Wifey and I have gone whale watching twice in the last few years and not seen much more than dolphins and sea lions.  Good thing is they give the tickets back when there are no sightings of whales.  We hope to go again this weekend.  Please wish us luck if we do.  I would get all poopy pants if I can come back and share a shot like this of my own.


----------



## weepete (Jan 15, 2015)

Good luck mate, we get a few basking sharks just off the coast in Scotland, I remember seeing a few as a kid in the more remote areas. We have quite a few harbour porpoises that kick about in shore too that I've seen when I was out fishing. 

I'd love to see an orca in the wild though, that would be awesome.


----------



## Mr.Photo (Jan 15, 2015)

weepete said:


> I'd love to see an orca in the wild though, that would be awesome.



You mean like this?


----------



## Designer (Jan 15, 2015)

JacaRanda said:


> This was taken off the coast of Redondo Beach Tuesday.
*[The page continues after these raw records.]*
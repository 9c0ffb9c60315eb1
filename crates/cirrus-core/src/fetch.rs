use cirrus_domain::api::{CatalogRecord, DataSource, LookupConstraint, PublishedImage, ToolBinary};
use cirrus_domain::series;

use crate::effects::Transport;
use crate::errors::CatalogError;

fn unavailable(source: &DataSource, err: &anyhow::Error) -> CatalogError {
    CatalogError::SourceUnavailable {
        source_id: source.id.clone(),
        description: source.label().to_string(),
        reason: format!("{err:#}"),
    }
}

/// Image records visible from `source` under `constraint`.
///
/// Placement is matched on the published image because the endpoint is not carried
/// into the catalog record. The returned records carry no source tag; the aggregator
/// stamps it.
pub fn fetch_images(
    transport: &dyn Transport,
    source: &DataSource,
    constraint: &LookupConstraint,
) -> Result<Vec<CatalogRecord>, CatalogError> {
    let published = transport
        .images(source, constraint)
        .map_err(|err| unavailable(source, &err))?;
    let total = published.len();
    let records: Vec<CatalogRecord> = published
        .iter()
        .filter(|image| constraint.matches_placement(&image.region, &image.endpoint))
        .filter_map(|image| to_record(source, image))
        .filter(|record| {
            constraint.matches_series(&record.series)
                && constraint.matches_arch(&record.arch)
                && constraint.matches_stream(&record.stream)
        })
        .collect();
    tracing::debug!(
        source = %source.id,
        published = total,
        retained = records.len(),
        "fetched published images"
    );
    Ok(records)
}

fn to_record(source: &DataSource, image: &PublishedImage) -> Option<CatalogRecord> {
    let Some(series) = image_series(image) else {
        tracing::warn!(
            source = %source.id,
            image = %image.id,
            version = %image.version,
            "skipping published image with unknown series"
        );
        return None;
    };
    Some(CatalogRecord {
        source: String::new(),
        stream: image.effective_stream().to_string(),
        region: image.region.clone(),
        series: series.to_string(),
        arch: image.arch.clone(),
        virt_type: image.virt_type.clone(),
        root_storage_type: image.root_store.clone(),
        root_storage_size: image.root_size,
        artifact_id: image.id.clone(),
    })
}

fn image_series(image: &PublishedImage) -> Option<&str> {
    if let Some(series) = series::version_series(&image.version) {
        return Some(series);
    }
    image
        .release
        .as_deref()
        .filter(|release| series::series_version(release).is_some())
}

/// Tool binaries visible from `source`, narrowed to the constraint's series and arches.
pub fn fetch_tools(
    transport: &dyn Transport,
    source: &DataSource,
    constraint: &LookupConstraint,
) -> Result<Vec<ToolBinary>, CatalogError> {
    let published = transport
        .tools(source, constraint)
        .map_err(|err| unavailable(source, &err))?;
    let total = published.len();
    let binaries: Vec<ToolBinary> = published
        .into_iter()
        .filter(|tools| constraint.matches_series(&tools.series))
        .filter(|tools| constraint.matches_arch(&tools.arch))
        .collect();
    tracing::debug!(
        source = %source.id,
        published = total,
        retained = binaries.len(),
        "fetched published tools"
    );
    Ok(binaries)
}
Is he an acquaintance of yours?


----------



## bribrius (Jan 15, 2015)

wish you luck!


----------



## JacaRanda (Jan 15, 2015)

weepete said:


> Good luck mate, we get a few basking sharks just off the coast in Scotland, I remember seeing a few as a kid in the more remote areas. We have quite a few harbour porpoises that kick about in shore too that I've seen when I was out fishing.
> 
> I'd love to see an orca in the wild though, that would be awesome.


 
Oh, then you will love this. Killer Whales Draw California Crowds Out to Sea  - NBC News


----------



## JacaRanda (Jan 15, 2015)

Designer said:


> JacaRanda said:
> 
> 
> > This was taken off the coast of Redondo Beach Tuesday.
> ...


 
He is actually an acquaintance of a friend fellow photographer.  My friend sent me the link today and now Greg G Gentry and I follow each other on Flickr.  He is using a T3 and the Tamster 150-600 on that shot.  I would downgrade to a T3 for that.


----------



## snerd (Jan 15, 2015)

I can't even imagine such a site. If I was there, and he breeches, I'm filling my britches!


----------



## Gary A. (Jan 15, 2015)

JacaRanda said:


> I wish I was posting my on shot here, but thought I would share someone else's fortune.
> 
> For some unknown reason, there has been a significant increase in whale activity along the Pacific coast this year.  The variety has also increased.  There have been sightings of Pilot, Blue and Gray whales along with Orcas.
> 
> ...



Wow ... we don't get many Humps around here ... but often enough so that their appearance isn't considered an anomaly ... but not enough to be common. There are always tons of Grays, but they rarely breach as much as Humps (Grays tend to spy-hop). There is a pod of Blues to the west of Catalina ... they've been there for many many years. BTW- there are two schools of thought on Dolphins. One school says that they're not whales and one says they are whales. But most agree that Dolphins and Porpoises are Toothed Whales (Odontoceti a suborder to Cetacea). I call Dolphins whales, lol. Orcas from the San Juan Islands (Washington) will regularly migrate down to Fort Bragg in Northern California. But normally the southern Orca pod doesn't travel to Central or Southern California, (but roving pods do appear in SoCal but not regularly). The Pilot sightings, like the Orca sightings off SoCal are anomalies. The Gray's are regulars as they migrate along the coast annually during their migration from Alaska down to Baja California. The only official California mainland Whale Watching (counting) facility is in Palos Verdes at Pt. Vicente.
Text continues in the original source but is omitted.